“I am still in shock,” admitted Victoria Zirkiev to the Queens Jewish Link about the antisemitic attack she and her husband Shalom experienced while deplaning in Florida. “It was just insane.”
The Jewish community of Queens is no stranger to the generosity and advocacy of Shalom and Victoria and their extended family. Victoria is renown as president of Chazaq’s women’s division, advocate for Lashon Hara USA, and a social media influencer, as well as producer for musical superstar Gad Elbaz.
“We arrived in Miami on a short business trip when we were confronted by a true antisemite just as we were preparing to disembark from our Delta flight,” explained Victoria. As any traveler knows, planes often become stuffy and humid, and under the precautions of a mask one can easily become winded. “Shalom lowered his face covering for a mere moment simply to catch his breath and was nearly instantaneously shunned by a 20-something-year-old to recover his face. Shalom quickly complied,” said Victoria. But the spirit of freedom that Delta often shares was not on display following that flight at Fort Lauderdale-Hollywood International Airport.
Shalom, a real estate developer, is a yarmulke-wearing and G-d-fearing Jew who has the utmost respect for all of Hashem’s creations. The Zirkiev home has a warm, open door and the couple hosts political fundraisers, most recently for Assemblymember Daniel Rosenthal and NYC Mayor-elect Eric Adams. Victoria was appointed to Adams’ transitional team and a legal committee member.
Shalom and Victoria entered the Florida airport terminal and proceeded to remove their facial coverings like many other passengers nearby; however, they were the only Jewish travelers. That’s when the angry antisemite verbally berated them, using the foulest of language, “Why don’t you put your masks on, you [expletive] Jews!” But ugly words soon turned to physical violence when Shalom was shoved. Frightened, the Queens couple fought back until the attacker let go. “We started to defend ourselves and he did not expect it,” said Victoria. “I think he thought Jews are weak and quiet. Well, not these Jews; we stand up for ourselves.” Despite the commotion, the man in a brightly-colored shirt continued his tirade, accosting and rebuking Shalom and Victoria for removing their masks. Once Victoria retrieved her mobile phone from the bag Shalom was carrying, she began filming the assailant, who quickly got intimidated and backed off.
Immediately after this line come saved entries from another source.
//! General utilities shared across the application.

use std::sync::OnceLock;
use std::time::Instant;

// ─────────────────────────────────────────────────────────────────────────────
// Monotonic Time
// ─────────────────────────────────────────────────────────────────────────────

/// Process-wide monotonic origin, captured on first use.
static MONOTONIC_ORIGIN: OnceLock<Instant> = OnceLock::new();

/// Returns milliseconds elapsed since the process-wide monotonic origin.
///
/// Used for the `updated` field on device states and for broadcast
/// timestamps. Immune to wall-clock steps (NTP), which is required for
/// operators to detect stale devices reliably.
#[must_use]
pub fn monotonic_millis() -> u64 {
    MONOTONIC_ORIGIN.get_or_init(Instant::now).elapsed().as_millis() as u64
}

// ─────────────────────────────────────────────────────────────────────────────
// Path Handling
// ─────────────────────────────────────────────────────────────────────────────

/// Strips any directory prefix from a clip path, returning the basename.
///
/// Device protocols report paths with either separator (`clips/show.mov`,
/// `MEDIA\\promo.mxf`); operator displays only want the file name.
#[must_use]
pub fn basename(path: &str) -> &str {
    path.rsplit(['/', '\\']).next().unwrap_or(path)
}

#[cfg(test)]
mod tests {
    use super::*;

    #[test]
    fn monotonic_millis_is_non_decreasing() {
        let a = monotonic_millis();
        let b = monotonic_millis();
        assert!(b >= a);
    }

    #[test]
    fn basename_strips_forward_slashes() {
        assert_eq!(basename("clips/show.mov"), "show.mov");
        assert_eq!(basename("a/b/c/clip.mxf"), "clip.mxf");
    }

    #[test]
    fn basename_strips_backslashes() {
        assert_eq!(basename("MEDIA\\promo.mxf"), "promo.mxf");
    }

    #[test]
    fn basename_passes_through_bare_names() {
        assert_eq!(basename("clip.mov"), "clip.mov");
        assert_eq!(basename(""), "");
    }
}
“This is America, not Nazi Germany; unfortunately, antisemitism is alive and well,” said Victoria. “Jews get blamed for everything. My parents left their country to escape antisemitism, not for their children to experience it here in America.”
In recent months, Victoria has hosted a couple of Instagram Live panels that shed light on antisemitism. Each were watched and later viewed by thousands of Jewish men and women and friends of the Jewish people. Those she invited to join as co-hosts and panelists are influencers in the Jewish world.
At the “Night of Gratitude to Hashem” hosted by Chazaq last week, Victoria said, “In my house we are known to constantly thank Hashem and appreciate his blessings. If you ask my children what their mom’s favorite saying is, they will tell you without hesitation that it is ‘Thank You, Hashem. I love Hashem.’ We try to instill in our children to be grateful for everything that Hashem gives us. To do that I give my children the exercise each morning of saying five different things that they are thankful for. Such an activity helps to open a child’s mind and teaches them to be thankful for the world around them.”
May we always be thankful for our freedom and safety.